What you are asked to do
Your response should be a copy of each line in the listing below that includes the word "DocComment".

Information provided
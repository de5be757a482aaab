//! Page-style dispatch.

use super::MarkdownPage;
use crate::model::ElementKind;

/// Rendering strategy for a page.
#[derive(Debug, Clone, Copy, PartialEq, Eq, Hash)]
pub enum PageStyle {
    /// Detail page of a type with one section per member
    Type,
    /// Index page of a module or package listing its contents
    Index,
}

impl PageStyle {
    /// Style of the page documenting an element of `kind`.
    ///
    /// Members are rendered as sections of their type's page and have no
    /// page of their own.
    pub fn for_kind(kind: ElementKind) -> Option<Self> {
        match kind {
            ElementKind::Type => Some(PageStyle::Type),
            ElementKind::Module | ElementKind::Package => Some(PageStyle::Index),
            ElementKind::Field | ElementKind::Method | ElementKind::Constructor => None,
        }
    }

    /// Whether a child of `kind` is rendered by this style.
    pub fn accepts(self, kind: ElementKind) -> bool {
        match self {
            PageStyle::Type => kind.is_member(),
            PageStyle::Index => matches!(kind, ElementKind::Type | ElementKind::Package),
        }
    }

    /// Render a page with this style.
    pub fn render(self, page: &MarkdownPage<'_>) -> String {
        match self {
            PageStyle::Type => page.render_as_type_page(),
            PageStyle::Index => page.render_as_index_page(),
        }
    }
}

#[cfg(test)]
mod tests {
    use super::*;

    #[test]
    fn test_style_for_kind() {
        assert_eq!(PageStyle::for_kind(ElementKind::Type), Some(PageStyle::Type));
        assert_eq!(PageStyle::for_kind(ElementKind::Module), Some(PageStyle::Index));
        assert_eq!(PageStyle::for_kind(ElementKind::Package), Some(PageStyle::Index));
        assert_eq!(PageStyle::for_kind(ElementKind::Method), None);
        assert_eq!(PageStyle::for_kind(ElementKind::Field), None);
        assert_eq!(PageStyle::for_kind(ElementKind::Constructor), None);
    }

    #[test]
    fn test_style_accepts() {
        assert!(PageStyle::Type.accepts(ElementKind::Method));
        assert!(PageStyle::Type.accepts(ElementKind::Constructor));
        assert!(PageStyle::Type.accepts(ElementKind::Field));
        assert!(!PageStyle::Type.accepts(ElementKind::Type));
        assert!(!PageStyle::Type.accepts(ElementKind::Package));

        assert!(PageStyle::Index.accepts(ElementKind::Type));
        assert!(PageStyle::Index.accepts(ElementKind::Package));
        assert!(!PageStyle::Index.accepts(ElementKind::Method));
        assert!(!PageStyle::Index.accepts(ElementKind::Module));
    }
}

...

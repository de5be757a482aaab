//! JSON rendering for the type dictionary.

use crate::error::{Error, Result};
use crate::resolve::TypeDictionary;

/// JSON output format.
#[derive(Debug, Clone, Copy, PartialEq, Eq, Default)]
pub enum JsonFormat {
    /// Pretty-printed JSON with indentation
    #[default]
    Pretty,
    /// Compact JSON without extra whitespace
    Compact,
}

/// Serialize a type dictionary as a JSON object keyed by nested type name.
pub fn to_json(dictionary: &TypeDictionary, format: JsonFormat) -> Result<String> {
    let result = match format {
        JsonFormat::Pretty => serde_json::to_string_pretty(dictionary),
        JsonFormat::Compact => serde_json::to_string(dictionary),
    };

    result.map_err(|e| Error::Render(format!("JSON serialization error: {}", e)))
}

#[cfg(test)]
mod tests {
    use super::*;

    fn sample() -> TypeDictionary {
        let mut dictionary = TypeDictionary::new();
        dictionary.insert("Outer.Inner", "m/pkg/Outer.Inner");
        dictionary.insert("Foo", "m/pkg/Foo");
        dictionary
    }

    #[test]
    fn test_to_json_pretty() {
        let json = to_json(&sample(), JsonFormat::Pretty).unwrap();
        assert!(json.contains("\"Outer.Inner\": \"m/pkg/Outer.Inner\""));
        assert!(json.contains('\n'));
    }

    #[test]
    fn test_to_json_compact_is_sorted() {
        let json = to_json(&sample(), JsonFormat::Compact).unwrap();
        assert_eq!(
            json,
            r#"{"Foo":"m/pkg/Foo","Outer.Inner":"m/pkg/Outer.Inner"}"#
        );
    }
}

--

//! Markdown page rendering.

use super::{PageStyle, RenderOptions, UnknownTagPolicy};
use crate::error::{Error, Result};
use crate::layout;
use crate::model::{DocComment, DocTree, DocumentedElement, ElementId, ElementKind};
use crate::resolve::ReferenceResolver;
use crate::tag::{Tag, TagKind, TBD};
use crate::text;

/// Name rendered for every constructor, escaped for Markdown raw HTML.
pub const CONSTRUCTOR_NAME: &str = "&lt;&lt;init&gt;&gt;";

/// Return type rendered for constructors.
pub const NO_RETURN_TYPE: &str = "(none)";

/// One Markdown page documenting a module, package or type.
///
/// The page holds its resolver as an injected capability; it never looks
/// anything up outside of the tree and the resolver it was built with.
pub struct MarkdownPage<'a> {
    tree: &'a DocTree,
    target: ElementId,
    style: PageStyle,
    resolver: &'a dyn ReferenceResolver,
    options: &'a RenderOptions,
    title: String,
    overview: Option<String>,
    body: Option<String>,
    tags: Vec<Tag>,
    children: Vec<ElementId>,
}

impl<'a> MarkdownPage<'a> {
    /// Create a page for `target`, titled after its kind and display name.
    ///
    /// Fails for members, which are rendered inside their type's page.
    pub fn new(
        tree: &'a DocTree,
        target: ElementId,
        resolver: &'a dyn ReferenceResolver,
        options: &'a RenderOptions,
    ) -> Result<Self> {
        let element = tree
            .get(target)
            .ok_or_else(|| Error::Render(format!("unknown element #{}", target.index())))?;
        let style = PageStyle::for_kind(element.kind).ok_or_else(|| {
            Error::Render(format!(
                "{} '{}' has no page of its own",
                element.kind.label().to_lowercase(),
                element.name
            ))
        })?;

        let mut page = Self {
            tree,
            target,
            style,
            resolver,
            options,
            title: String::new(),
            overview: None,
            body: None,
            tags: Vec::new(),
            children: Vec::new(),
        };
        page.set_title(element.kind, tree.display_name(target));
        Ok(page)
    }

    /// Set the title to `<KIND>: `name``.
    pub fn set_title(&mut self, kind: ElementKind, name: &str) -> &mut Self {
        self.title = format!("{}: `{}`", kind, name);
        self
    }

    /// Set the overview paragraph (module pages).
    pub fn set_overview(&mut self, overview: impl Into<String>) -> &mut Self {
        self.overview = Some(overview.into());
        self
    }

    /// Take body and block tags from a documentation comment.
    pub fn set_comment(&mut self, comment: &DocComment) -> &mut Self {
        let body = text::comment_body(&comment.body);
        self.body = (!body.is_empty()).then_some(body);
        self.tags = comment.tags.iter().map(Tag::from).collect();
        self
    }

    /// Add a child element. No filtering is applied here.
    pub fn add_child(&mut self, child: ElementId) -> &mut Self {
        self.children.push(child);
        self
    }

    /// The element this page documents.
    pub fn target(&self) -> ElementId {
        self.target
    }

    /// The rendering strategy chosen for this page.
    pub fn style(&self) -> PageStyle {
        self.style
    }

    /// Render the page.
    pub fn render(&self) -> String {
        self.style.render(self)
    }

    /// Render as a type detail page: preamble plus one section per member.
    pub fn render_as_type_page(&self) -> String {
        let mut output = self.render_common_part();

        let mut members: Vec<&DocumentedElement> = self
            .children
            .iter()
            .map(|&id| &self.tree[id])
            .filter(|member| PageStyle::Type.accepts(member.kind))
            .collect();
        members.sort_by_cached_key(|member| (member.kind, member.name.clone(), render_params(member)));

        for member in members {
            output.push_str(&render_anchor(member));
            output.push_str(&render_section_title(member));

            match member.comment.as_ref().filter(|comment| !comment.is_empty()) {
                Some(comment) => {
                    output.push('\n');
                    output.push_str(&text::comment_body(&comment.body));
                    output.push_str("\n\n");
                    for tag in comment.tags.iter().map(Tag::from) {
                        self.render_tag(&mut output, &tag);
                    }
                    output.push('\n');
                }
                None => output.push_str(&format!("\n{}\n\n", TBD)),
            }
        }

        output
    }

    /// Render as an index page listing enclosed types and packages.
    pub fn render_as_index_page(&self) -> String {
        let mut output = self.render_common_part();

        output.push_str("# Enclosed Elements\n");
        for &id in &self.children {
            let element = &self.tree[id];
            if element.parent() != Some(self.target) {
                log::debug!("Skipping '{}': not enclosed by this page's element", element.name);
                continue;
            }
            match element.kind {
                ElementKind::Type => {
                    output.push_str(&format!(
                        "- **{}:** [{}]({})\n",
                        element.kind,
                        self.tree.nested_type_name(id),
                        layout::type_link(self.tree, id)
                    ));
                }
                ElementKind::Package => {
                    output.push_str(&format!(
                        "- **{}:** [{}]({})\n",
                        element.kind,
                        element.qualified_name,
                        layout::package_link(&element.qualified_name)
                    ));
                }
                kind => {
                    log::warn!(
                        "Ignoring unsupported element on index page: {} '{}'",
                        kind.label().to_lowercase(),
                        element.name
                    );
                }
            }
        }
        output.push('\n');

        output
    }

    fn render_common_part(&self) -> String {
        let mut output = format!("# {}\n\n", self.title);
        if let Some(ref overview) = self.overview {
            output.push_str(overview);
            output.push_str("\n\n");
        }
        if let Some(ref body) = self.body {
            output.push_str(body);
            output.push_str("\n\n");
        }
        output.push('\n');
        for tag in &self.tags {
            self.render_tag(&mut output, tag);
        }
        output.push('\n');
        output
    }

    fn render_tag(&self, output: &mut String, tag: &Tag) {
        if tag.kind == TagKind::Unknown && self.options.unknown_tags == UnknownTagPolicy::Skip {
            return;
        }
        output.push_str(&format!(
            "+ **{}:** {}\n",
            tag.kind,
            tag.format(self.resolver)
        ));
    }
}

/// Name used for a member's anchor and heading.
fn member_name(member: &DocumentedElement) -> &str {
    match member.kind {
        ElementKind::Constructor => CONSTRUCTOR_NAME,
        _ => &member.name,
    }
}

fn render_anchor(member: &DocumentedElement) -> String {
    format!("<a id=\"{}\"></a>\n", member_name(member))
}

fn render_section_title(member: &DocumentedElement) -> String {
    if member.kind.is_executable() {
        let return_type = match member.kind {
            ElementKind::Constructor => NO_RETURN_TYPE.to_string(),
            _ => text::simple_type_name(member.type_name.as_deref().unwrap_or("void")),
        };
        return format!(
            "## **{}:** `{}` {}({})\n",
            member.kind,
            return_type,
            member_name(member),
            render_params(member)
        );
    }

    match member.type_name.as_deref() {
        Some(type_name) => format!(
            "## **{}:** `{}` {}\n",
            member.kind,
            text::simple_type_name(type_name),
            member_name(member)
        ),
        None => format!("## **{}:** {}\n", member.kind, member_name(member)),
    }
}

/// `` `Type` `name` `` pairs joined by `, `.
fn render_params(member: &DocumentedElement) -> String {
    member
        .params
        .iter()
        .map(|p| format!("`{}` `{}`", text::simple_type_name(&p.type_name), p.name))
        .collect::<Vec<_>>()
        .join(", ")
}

Answer section
use crate::model::{DocComment, DocTree, DocumentedElement, ElementId, ElementKind};
    pub fn set_comment(&mut self, comment: &DocComment) -> &mut Self {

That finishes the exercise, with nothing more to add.